The primary goal of this work was to investigate the trafficking of saporin-based anti-CD7 ITxs in order to identify if appending a KDEL sequence to the C-terminus of saporin would improve the efficiency of cytosolic delivery to target cytosolic ribosomes . Based on the kinetics of CD7-SAP internalization and its partial co-localization with ricin, we further investigated the effects of appending a KDEL sequence to the C-terminus of saporin by genetic engineering of recombinant saporin reasoning that if the ITx route passed through the Trans Golgi Network-to-ER retrogade pathway, we could predict an increase in ITx performance, due to its potential interaction with KDEL receptors, normally cycling between the Golgi and ER membranes which in the case of ricin results in translocation from the ER lumen to the cytosol via sec67 in the translocon. We have therefore also analyzed the cytotoxicity of two different immunotoxins, made by chemically cross-linking a monoclonal antibody directed against the human CD7 molecule expressed on the surface of malignant T-cells to either the native SO6 isoform of the type I ribosome inactivating protein saporin, or to an ITx constructed with recombinant saporin with a KDEL sequence appended to the C-terminus peptide extended (SAPKDEL).
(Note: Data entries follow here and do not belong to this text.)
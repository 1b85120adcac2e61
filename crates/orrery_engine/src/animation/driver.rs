//! Absolute-time rotation driver
//!
//! Rotation is a pure function of elapsed time, not of the previous
//! rotation. That makes a tick trivially deterministic and replayable
//! given the same elapsed-time sequence: there is no velocity integration
//! and no accumulated drift between bodies.

use crate::scene::{NodeHandle, SceneGraph};

struct Registration {
    node: NodeHandle,
    rate: f32,
}

/// Applies a per-node rotation rule once per frame tick
///
/// Every registered node receives the same elapsed-time value within one
/// tick; a per-registration rate multiplier differentiates orbital and
/// spin periods (1.0 everywhere reproduces equal rates for all bodies).
#[derive(Default)]
pub struct AnimationDriver {
    registrations: Vec<Registration>,
}

impl AnimationDriver {
    /// Create an empty driver
    pub fn new() -> Self {
        Self::default()
    }

    /// Register a node at the default rate of 1.0 rad per second
    pub fn register(&mut self, node: NodeHandle) {
        self.register_with_rate(node, 1.0);
    }

    /// Register a node with a rate multiplier
    ///
    /// Registering the same node twice is allowed: both entries write the
    /// same angle, so the work is redundant but the value is unchanged.
    pub fn register_with_rate(&mut self, node: NodeHandle, rate: f32) {
        self.registrations.push(Registration { node, rate });
    }

    /// Number of registrations
    pub fn len(&self) -> usize {
        self.registrations.len()
    }

    /// Whether no nodes are registered
    pub fn is_empty(&self) -> bool {
        self.registrations.is_empty()
    }

    /// Set every registered node's spin angle from the global elapsed time
    ///
    /// Angle = `elapsed_seconds * rate` radians about the local Y axis.
    /// There are no error conditions: a stale handle is skipped with a
    /// debug log, since nodes are never destroyed mid-session.
    pub fn tick(&self, scene: &mut SceneGraph, elapsed_seconds: f32) {
        for registration in &self.registrations {
            if scene
                .set_spin_angle(registration.node, elapsed_seconds * registration.rate)
                .is_err()
            {
                log::debug!("skipping stale animation registration {:?}", registration.node);
            }
        }
    }
}

#[cfg(test)]
mod tests {
    use super::*;
    use crate::foundation::math::{Quat, Vec3};
    use approx::assert_relative_eq;

    const EPSILON: f32 = 1e-6;

    fn spin_of(scene: &SceneGraph, node: NodeHandle) -> Quat {
        scene.node(node).unwrap().local_transform().rotation
    }

    #[test]
    fn test_tick_sets_absolute_angle_for_all_nodes() {
        let mut scene = SceneGraph::new();
        let mut driver = AnimationDriver::new();

        let nodes: Vec<_> = (0..4)
            .map(|i| scene.create_node(&format!("body_{i}")))
            .collect();
        // Registration order deliberately scrambled.
        driver.register(nodes[2]);
        driver.register(nodes[0]);
        driver.register(nodes[3]);
        driver.register(nodes[1]);

        driver.tick(&mut scene, 5.0);

        let expected = Quat::from_axis_angle(&Vec3::y_axis(), 5.0);
        for node in nodes {
            assert_relative_eq!(spin_of(&scene, node), expected, epsilon = EPSILON);
        }
    }

    #[test]
    fn test_tick_overwrites_rather_than_accumulates() {
        let mut scene = SceneGraph::new();
        let mut driver = AnimationDriver::new();
        let body = scene.create_node("body");
        driver.register(body);

        driver.tick(&mut scene, 5.0);
        driver.tick(&mut scene, 2.0);

        let expected = Quat::from_axis_angle(&Vec3::y_axis(), 2.0);
        assert_relative_eq!(spin_of(&scene, body), expected, epsilon = EPSILON);
    }

    #[test]
    fn test_rate_multiplier_scales_angle() {
        let mut scene = SceneGraph::new();
        let mut driver = AnimationDriver::new();
        let slow = scene.create_node("slow");
        let fast = scene.create_node("fast");
        driver.register_with_rate(slow, 0.5);
        driver.register_with_rate(fast, 2.0);

        driver.tick(&mut scene, 3.0);

        assert_relative_eq!(
            spin_of(&scene, slow),
            Quat::from_axis_angle(&Vec3::y_axis(), 1.5),
            epsilon = EPSILON
        );
        assert_relative_eq!(
            spin_of(&scene, fast),
            Quat::from_axis_angle(&Vec3::y_axis(), 6.0),
            epsilon = EPSILON
        );
    }

    #[test]
    fn test_duplicate_registration_is_value_idempotent() {
        let mut scene = SceneGraph::new();
        let mut driver = AnimationDriver::new();
        let body = scene.create_node("body");
        driver.register(body);
        driver.register(body);
        assert_eq!(driver.len(), 2);

        driver.tick(&mut scene, 1.25);

        let expected = Quat::from_axis_angle(&Vec3::y_axis(), 1.25);
        assert_relative_eq!(spin_of(&scene, body), expected, epsilon = EPSILON);
    }

    #[test]
    fn test_stale_registration_is_skipped() {
        let mut other = SceneGraph::new();
        let _ = other.create_node("padding");
        let foreign = other.create_node("foreign");

        let mut scene = SceneGraph::new();
        let body = scene.create_node("body");
        let mut driver = AnimationDriver::new();
        driver.register(foreign);
        driver.register(body);

        // Must not panic, and must still update the live node.
        driver.tick(&mut scene, 4.0);

        let expected = Quat::from_axis_angle(&Vec3::y_axis(), 4.0);
        assert_relative_eq!(spin_of(&scene, body), expected, epsilon = EPSILON);
    }
}
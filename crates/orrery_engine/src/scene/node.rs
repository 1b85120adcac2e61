//! Scene node data
//!
//! Nodes are pure data owned by the [`SceneGraph`](super::SceneGraph)
//! arena; all structural mutation goes through the graph so the tree
//! invariants hold.

use crate::foundation::math::{Transform, Vec3};
use bitflags::bitflags;
use slotmap::new_key_type;

new_key_type! {
    /// Stable handle to a node owned by a `SceneGraph`
    pub struct NodeHandle;
}

bitflags! {
    /// Per-node state flags
    #[derive(Debug, Clone, Copy, PartialEq, Eq)]
    pub struct NodeFlags: u8 {
        /// Node is drawn by the host
        const VISIBLE = 1 << 0;
        /// Node is a debug helper (axis marker or grid)
        const HELPER = 1 << 1;
    }
}

/// Sphere shape description
///
/// Low segment counts keep the silhouette faceted so spin is visible.
#[derive(Debug, Clone, Copy, PartialEq)]
pub struct SphereShape {
    /// Sphere radius before any node scaling
    pub radius: f32,
    /// Longitudinal segment count
    pub width_segments: u32,
    /// Latitudinal segment count
    pub height_segments: u32,
}

/// Material description consumed by the host when drawing
#[derive(Debug, Clone, Copy, PartialEq)]
pub struct MaterialDesc {
    /// Base surface color (RGB)
    pub color: Vec3,
    /// Emissive color (RGB), additive over lighting
    pub emissive: Vec3,
}

impl MaterialDesc {
    /// Material that only emits (light sources like the sun)
    pub fn emissive(emissive: Vec3) -> Self {
        Self {
            color: Vec3::zeros(),
            emissive,
        }
    }
}

/// What the host should draw at a node
#[derive(Debug, Clone, PartialEq)]
pub enum Visual {
    /// A shaded sphere body
    Sphere {
        /// Shape parameters
        shape: SphereShape,
        /// Surface material
        material: MaterialDesc,
    },
    /// Local-axes marker (debug helper)
    Axes,
    /// Ground-plane grid (debug helper)
    Grid {
        /// Grid extent and subdivision count
        units: u32,
    },
}

/// A transform-bearing element of the scene graph
#[derive(Debug, Clone)]
pub struct Node {
    pub(crate) name: String,
    pub(crate) local: Transform,
    pub(crate) parent: Option<NodeHandle>,
    pub(crate) children: Vec<NodeHandle>,
    pub(crate) flags: NodeFlags,
    pub(crate) visual: Option<Visual>,
    /// World transform cached by the last top-down update
    pub(crate) world: Transform,
}

impl Node {
    pub(crate) fn new(name: impl Into<String>) -> Self {
        Self {
            name: name.into(),
            local: Transform::identity(),
            parent: None,
            children: Vec::new(),
            flags: NodeFlags::VISIBLE,
            visual: None,
            world: Transform::identity(),
        }
    }

    /// Node name, used for logging and panel labels
    pub fn name(&self) -> &str {
        &self.name
    }

    /// Local transform, relative to the parent
    pub fn local_transform(&self) -> &Transform {
        &self.local
    }

    /// World transform cached by the last
    /// [`update_world_transforms`](super::SceneGraph::update_world_transforms)
    pub fn world_transform(&self) -> &Transform {
        &self.world
    }

    /// Parent handle, `None` only for the scene root
    pub fn parent(&self) -> Option<NodeHandle> {
        self.parent
    }

    /// Handles of owned children
    pub fn children(&self) -> &[NodeHandle] {
        &self.children
    }

    /// Current flag set
    pub fn flags(&self) -> NodeFlags {
        self.flags
    }

    /// Whether the host should draw this node
    pub fn is_visible(&self) -> bool {
        self.flags.contains(NodeFlags::VISIBLE)
    }

    /// Whether this node is a debug helper
    pub fn is_helper(&self) -> bool {
        self.flags.contains(NodeFlags::HELPER)
    }

    /// Visual description, if the node is drawable
    pub fn visual(&self) -> Option<&Visual> {
        self.visual.as_ref()
    }
}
When we further analyzed the kinetics of internalization of the CD7-SAP we found that it was similar to that of the model toxin ricin but that the saporin ITx took considerably longer to intoxicate HSB-2 cells than ricin ashas also been previously demonstrated for other immunotoxins [36,37]. This delay in the onset of toxicity has been attributed to a variety of reasons that include differences in the rate of cellular uptake, the intracellular delivery route(s) to cytoplasm or in the need for an activation step necessary for to the release of free toxin.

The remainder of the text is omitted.